For the Residents’ Voices Project we commissioned Information and Cultural Exchange,19 a community arts organisation, to run our digital storytelling workshop as a capacity-building process for the university researchers and tenant collaborators. Lundby argues that increasing access to the Internet, low-cost or free software and the rise of social media rise have allowed some marginalised groups to redeploy ‘the age-old practices of storytelling’ to self-represent their own social experience.20 Therefore, we wanted the residents not only to create a digital story through the workshops but, more importantly, to acquire the skills and knowledge to create and teach others how to create additional digital stories in the future. This workshop involved five residents and three university researchers. We conducted two technical sessions in a studio space and four content development sessions in a computer room at the local library near the residents’ homes. In the first two sessions, the digital storytelling facilitators conducted classes on ‘talking about personal stories’, ‘storyboarding for narrative development’, ‘using digital recording equipment’ and ‘using digital editing software’. In the four content development sessions, the residents drafted a narrative and recorded it on a voice recorder. They also collected a suite of photographs to match their verbal narrative. With help from the digital storytelling facilitators, the residents produced their digital story by building a photographic essay over the top of their oral narrative using movie-editing software. The stories covered topics including living in social housing with a mental illness, criminal activity and violence, interactions with law enforcement agencies, experiencing and addressing both personal and geographical stigma, and living in social housing with family members with complex needs.
Guillemin and Drew describe the academic digital storytelling process as follows: ‘participants are asked by the researcher to produce photographs, video, drawings and other types of visual images as research data’.21 However, we set out to challenge the relationship between the researcher and the researched. In our first digital storytelling project, we found that the production and consumption of the digital cultural products was more dynamic and contested than Guillemin and Drew suggest. Participant-generated visual methodologies are not bound by the constraints of positivist empirical research frameworks, which define clear roles for the researcher and the researched. Indeed, one of the (student) researchers from the Residents’ Voices team participating in this workshop was at the time a social housing tenant living in the neighbourhood alongside the other participants. Thus our digital storytelling project involved multiple stakeholders with complex identities that very clearly called into question the researcher/researched dichotomy. At the request of residents, in our project we exposed the ‘researchers’ to the same digital storytelling process as the residents, and the ‘researchers’ created digital stories alongside the residents about their experiences with social housing. Our project became a collective process of knowledge creation whereby all the participants became autobiographical researchers.22
Much of the literature on digital storytelling is focused on the way the participants have sought to deploy their stories to talk back to, or to talk up to, audiences of power. Others show how the storytellers have used their narratives to pursue ‘transformations’ of the social, cultural or political ‘context in which it operates’. The case studies presented in this chapter outline a different suite of audience target groups and more nuanced forms of political action. They show that the storytellers have complex motivations for using digital storytelling and when freed from the constraints of external mediators, including researchers, the stories that they choose to tell can challenge our assumptions about their political motives.

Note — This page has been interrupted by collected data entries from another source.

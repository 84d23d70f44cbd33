//! `wirework` server binary.
//!
//! Starts a server whose only route echoes message id 0 back to the sender,
//! which is enough to exercise the framing and worker pool by hand.

mod cli;

use clap::Parser;
use tracing_subscriber::EnvFilter;
use wirework::{config::ServerConfig, request::Request, router::handler, server::Server};

fn load_config(cli: &cli::Cli) -> Result<ServerConfig, wirework::config::ConfigError> {
    let mut config = match &cli.config {
        Some(path) => ServerConfig::load(path)?,
        None => ServerConfig::default(),
    };
    if let Some(host) = &cli.host {
        config.host.clone_from(host);
    }
    if let Some(port) = cli.port {
        config.port = port;
    }
    if let Some(workers) = cli.workers {
        config.worker_pool_size = workers;
    }
    Ok(config.normalized())
}

#[cfg(feature = "metrics")]
fn install_metrics(addr: std::net::SocketAddr) -> Result<(), Box<dyn std::error::Error>> {
    metrics_exporter_prometheus::PrometheusBuilder::new()
        .with_http_listener(addr)
        .install()?;
    tracing::info!(%addr, "prometheus exporter listening");
    Ok(())
}

#[cfg(not(feature = "metrics"))]
fn install_metrics(addr: std::net::SocketAddr) -> Result<(), Box<dyn std::error::Error>> {
    tracing::warn!(%addr, "built without the `metrics` feature; exporter not started");
    Ok(())
}

#[tokio::main]
async fn main() -> Result<(), Box<dyn std::error::Error>> {
    let cli = cli::Cli::parse();
    let config = load_config(&cli)?;

    // Applications embedding the library should install their own subscriber.
    let filter = EnvFilter::try_from_default_env()
        .unwrap_or_else(|_| EnvFilter::new(&config.log_level));
    tracing_subscriber::fmt().with_env_filter(filter).init();

    if let Some(addr) = cli.metrics_addr {
        install_metrics(addr)?;
    }

    let server = Server::with_config(config.name.clone(), config)
        .add_router(
            0,
            handler(|req: Request| async move {
                if let Err(e) = req
                    .connection()
                    .send_msg_wait(req.msg_id(), req.data().clone())
                    .await
                {
                    tracing::debug!(error = %e, conn_id = %req.connection().id(), "echo dropped");
                }
            }),
        )?
        .bind_configured()?;
    tracing::info!(addr = ?server.local_addr(), "listening");
    server.serve().await?;
    Ok(())
}
//! Supervising task that owns one connection's socket.

use std::sync::Arc;

use log::{debug, info, warn};
use tokio::io::{AsyncRead, AsyncWrite};

use super::{Connection, ConnectionSettings, ConnectionState, OutboundFrames, reader, writer};
use crate::{dispatch::Dispatcher, hooks::LifecycleHooks, manager::ConnectionManager};

/// Stops the connection when a pump exits, including by panic.
pub(super) struct StopOnExit(Connection);

impl StopOnExit {
    pub(super) fn new(conn: Connection) -> Self { Self(conn) }
}

impl Drop for StopOnExit {
    fn drop(&mut self) { self.0.stop(); }
}

/// RAII guard keeping the live-connections gauge in step with the task.
struct LiveGauge;

impl LiveGauge {
    fn new() -> Self {
        crate::metrics::inc_connections();
        Self
    }
}

impl Drop for LiveGauge {
    fn drop(&mut self) { crate::metrics::dec_connections(); }
}

/// Everything a connection needs besides its socket.
pub(crate) struct ConnectionTask {
    conn: Connection,
    outbound: OutboundFrames,
    settings: ConnectionSettings,
    dispatcher: Dispatcher,
    manager: Arc<ConnectionManager>,
    hooks: LifecycleHooks,
}

impl ConnectionTask {
    pub(crate) fn new(
        conn: Connection,
        outbound: OutboundFrames,
        settings: ConnectionSettings,
        dispatcher: Dispatcher,
        manager: Arc<ConnectionManager>,
        hooks: LifecycleHooks,
    ) -> Self {
        Self {
            conn,
            outbound,
            settings,
            dispatcher,
            manager,
            hooks,
        }
    }

    /// Drive a registered connection to teardown.
    ///
    /// The caller registers the connection with the manager first. This runs
    /// the start hook, then the reader and writer pumps as separate tasks.
    /// Once both have exited the socket is dropped, the state becomes
    /// [`ConnectionState::Closed`], the stop hook runs and the registration
    /// is removed.
    pub(crate) async fn run<S>(self, stream: S)
    where
        S: AsyncRead + AsyncWrite + Send + Unpin + 'static,
    {
        let Self {
            conn,
            outbound,
            settings,
            dispatcher,
            manager,
            hooks,
        } = self;
        let id = conn.id();
        let _live = LiveGauge::new();
        info!("connection opened: conn_id={id}, peer_addr={:?}", conn.peer_addr());

        hooks.run_start(&conn).await;
        conn.advance(ConnectionState::Running);

        let (read_half, write_half) = tokio::io::split(stream);
        let reader = tokio::spawn(reader::run(
            conn.clone(),
            read_half,
            dispatcher,
            settings.read_timeout,
        ));
        let writer = tokio::spawn(writer::run(
            conn.clone(),
            write_half,
            outbound,
            settings.write_timeout,
        ));
        let (read_half, write_half) = tokio::join!(reader, writer);
        match (read_half, write_half) {
            (Ok(r), Ok(w)) => drop(r.unsplit(w)),
            (r, w) => {
                for err in [r.err(), w.err()].into_iter().flatten() {
                    warn!("connection pump failed: error={err}, conn_id={id}");
                }
            }
        }

        conn.stop();
        conn.advance(ConnectionState::Closed);
        hooks.run_stop(&conn).await;
        manager.remove(id);
        info!("connection closed: conn_id={id}");
        debug!("live connections: count={}", manager.len());
    }
}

In many cases, the people making digital stories do so with the aim of sharing their story with a particular audience. In the Residents’ Voices digital storytelling project participants were offered the chance to share their stories with other residents, in locations around Australia and in the USA through publication on a website. The communicative aim was focused on horizontal connections between tenants rather than, at this stage of the project, of speaking directly to the powerful. However, participants did not all share the same understanding of the purpose or impact of their products.
Anita chose to tell a very shocking story about being consistently harassed and frightened by a regular visitor to her housing block, leading to her applying for an ultimately unsuccessful court order and eventually for a transfer to another location.23 She did not appear in the video, and the images which she chose are not dissimilar to many tabloid images of public housing. However, at the public launch of the video stories Anita recounted the way in which telling the story had reinforced her belief in her own strengths and ability to deal with what life throws at her. Lachlan was very enthusiastic about the project and produced a digital story but didn’t want anyone to see the film, which was never released on the website, while Linda was happy to tell her story of moving out of the home she had lived in happily for decades as a sound recording, but provided no pictures. Peter’s story was explicitly political and directly criticised the common stereotypes of public housing. He wanted policymakers to see it and hear the story.